**Data provided**
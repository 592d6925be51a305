//! Stable JSON rendering of the parser and of syntax trees.
//!
//! Shapes are fixed for golden tests: the parser dump is an object with
//! `productions`, `item_sets`, `action_table`, and `goto_table`; trees
//! are `{type, value, children?}` with `children` absent on leaves.
//! Terminals and non-terminals are collected in first-use order over the
//! productions (with `#` appended to the terminals), so dumps are
//! byte-stable across runs. Everything pretty-prints with 2-space
//! indentation.

use crate::error::Result;
use crate::parser::SlrParser;
use crate::symbol::Symbol;
use crate::tree::{AstNode, CstNode};
use serde_json::{Map, Value, json};

/// Renders the full parser dump.
pub fn dump_parser(parser: &SlrParser) -> Result<String> {
    let productions = parser.productions();

    let mut terminals: Vec<Symbol> = Vec::new();
    let mut non_terminals: Vec<Symbol> = Vec::new();
    for production in productions {
        let lhs = Symbol::non_terminal(&production.lhs);
        if !non_terminals.contains(&lhs) {
            non_terminals.push(lhs);
        }
        for symbol in &production.rhs {
            if symbol.is_terminal() && !terminals.contains(symbol) {
                terminals.push(symbol.clone());
            }
        }
    }
    terminals.push(Symbol::end_marker());

    let productions_json: Vec<Value> = productions
        .iter()
        .enumerate()
        .map(|(index, production)| {
            json!({
                "index": index,
                "left": production.lhs,
                "right": production.rhs.iter().map(symbol_value).collect::<Vec<_>>(),
            })
        })
        .collect();

    let item_sets_json: Vec<Value> = parser
        .item_sets()
        .iter()
        .enumerate()
        .map(|(state, items)| {
            let items_json: Vec<Value> = items
                .iter()
                .map(|item| {
                    let production = &productions[item.production];
                    json!({
                        "non_terminal": production.lhs,
                        "production": production.rhs.iter().map(symbol_value).collect::<Vec<_>>(),
                        "dot_position": item.dot,
                    })
                })
                .collect();
            json!({ "state": state, "items": items_json })
        })
        .collect();

    let action_table_json: Vec<Value> = (0..parser.item_sets().len())
        .map(|state| {
            let mut actions = Map::new();
            for terminal in &terminals {
                if let Some(action) = parser.action(state, terminal) {
                    actions.insert(
                        terminal.name().to_string(),
                        json!({
                            "type": action.kind_code(),
                            "value": action.operand(),
                            "display": action.to_string(),
                        }),
                    );
                }
            }
            json!({ "state": state, "actions": actions })
        })
        .collect();

    let goto_table_json: Vec<Value> = (0..parser.item_sets().len())
        .map(|state| {
            let mut gotos = Map::new();
            for non_terminal in &non_terminals {
                if let Some(next) = parser.goto(state, non_terminal) {
                    gotos.insert(non_terminal.name().to_string(), json!(next));
                }
            }
            json!({ "state": state, "gotos": gotos })
        })
        .collect();

    let mut root = Map::new();
    root.insert("productions".to_string(), Value::Array(productions_json));
    root.insert("item_sets".to_string(), Value::Array(item_sets_json));
    root.insert("action_table".to_string(), Value::Array(action_table_json));
    root.insert("goto_table".to_string(), Value::Array(goto_table_json));

    Ok(serde_json::to_string_pretty(&Value::Object(root))?)
}

/// Renders a CST subtree.
pub fn dump_cst(node: &CstNode) -> Result<String> {
    Ok(serde_json::to_string_pretty(&cst_value(node))?)
}

/// Renders an AST subtree.
pub fn dump_ast(node: &AstNode) -> Result<String> {
    Ok(serde_json::to_string_pretty(&ast_value(node))?)
}

fn cst_value(node: &CstNode) -> Value {
    let children: Vec<Value> = node.children.iter().map(cst_value).collect();
    tree_value(&node.symbol, children)
}

fn ast_value(node: &AstNode) -> Value {
    let children: Vec<Value> = node.children.iter().map(ast_value).collect();
    tree_value(&node.symbol, children)
}

fn tree_value(symbol: &Symbol, children: Vec<Value>) -> Value {
    let mut map = Map::new();
    if !children.is_empty() {
        map.insert("children".to_string(), Value::Array(children));
    }
    map.insert("type".to_string(), json!(type_name(symbol)));
    map.insert("value".to_string(), json!(symbol.name()));
    Value::Object(map)
}

fn symbol_value(symbol: &Symbol) -> Value {
    json!({ "value": symbol.name(), "type": type_name(symbol) })
}

fn type_name(symbol: &Symbol) -> &'static str {
    if symbol.is_terminal() {
        "terminal"
    } else {
        "non-terminal"
    }
}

**Exercise aim**
Every line above in which the word "Result" occurs needs to be copied.

**Solution to this exercise**
use crate::error::Result;
pub fn dump_parser(parser: &SlrParser) -> Result<String> {
pub fn dump_cst(node: &CstNode) -> Result<String> {
pub fn dump_ast(node: &AstNode) -> Result<String> {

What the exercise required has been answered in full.